Advice for New OD Graduates
My advice to young docs is from Scott Trench of Bigger Pockets. He has a great book called SET FOR LIFE which I recommend reading. In it, he states that from the bureau of Labor Stats that the typical American spends 33% of income on housing, 17% on transportation, and 13% on food expenses. That means 63% of your income is going to just those 3 things. So you have to do something about those 3 big items. You have to sacrifice something somewhere. You can’t have the doctor house AND the BMW AND go out to eat and drink all the time.
My big sacrifice was to go to a state with no family and get into private practice where I told the doctor “I am only coming out if you let me buy into the practice after a 1-year trial run.” I also drive 8-10 year old paid off cars. Other docs may not be willing to do that, but that means you need to live cheap then or house hack and buy a duplex or quad and rent out the other units and live for free and use that to pay extra toward your loans.
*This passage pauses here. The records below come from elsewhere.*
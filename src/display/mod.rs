//! Display formatting for terminal output
//!
//! Record lists render as `tabled` tables; single records as aligned
//! key/value details.

pub mod expense;
pub mod income;
pub mod labour;

pub use expense::{format_expense_details, format_expense_list, format_vendor_list};
pub use income::{format_income_details, format_income_list};
pub use labour::{format_attendance_list, format_labour_list, format_payment_list};

use tabled::{settings::Style, Table, Tabled};

pub(crate) fn render<T: Tabled>(rows: Vec<T>) -> String {
    Table::new(rows).with(Style::rounded()).to_string()
}

/// Cut `s` to at most `max` characters, marking the cut with an ellipsis
pub(crate) fn truncate(s: &str, max: usize) -> String {
    if s.chars().count() <= max {
        s.to_string()
    } else {
        let kept: String = s.chars().take(max.saturating_sub(1)).collect();
        format!("{}…", kept)
    }
}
I am in the FIRE community (financial independence retire early) and you can’t be happy with spending everything you make, you have to have at least a 15-20% savings rate and some have over a 50% savings rate. If you do that you can get on top of your loans quickly, because the more you push them down the road the harder it is to change your lifestyle and get that margin of extra income to pay down the loans.
There is a great app called Personal Capital and you can link your student loan and watch the interest creep at the end of each month before your payment is applied. This will make you motivated and angry. Also, joining communities like ODs on Finance can motivate you to not feel alone and know others are out there. Listen to Dave Ramsey to motivate you sometimes, just ignore his investing advice, sorry Ramsey fans ☺
My last piece of advice: don’t just bury your head in the sand and ignore your student loans.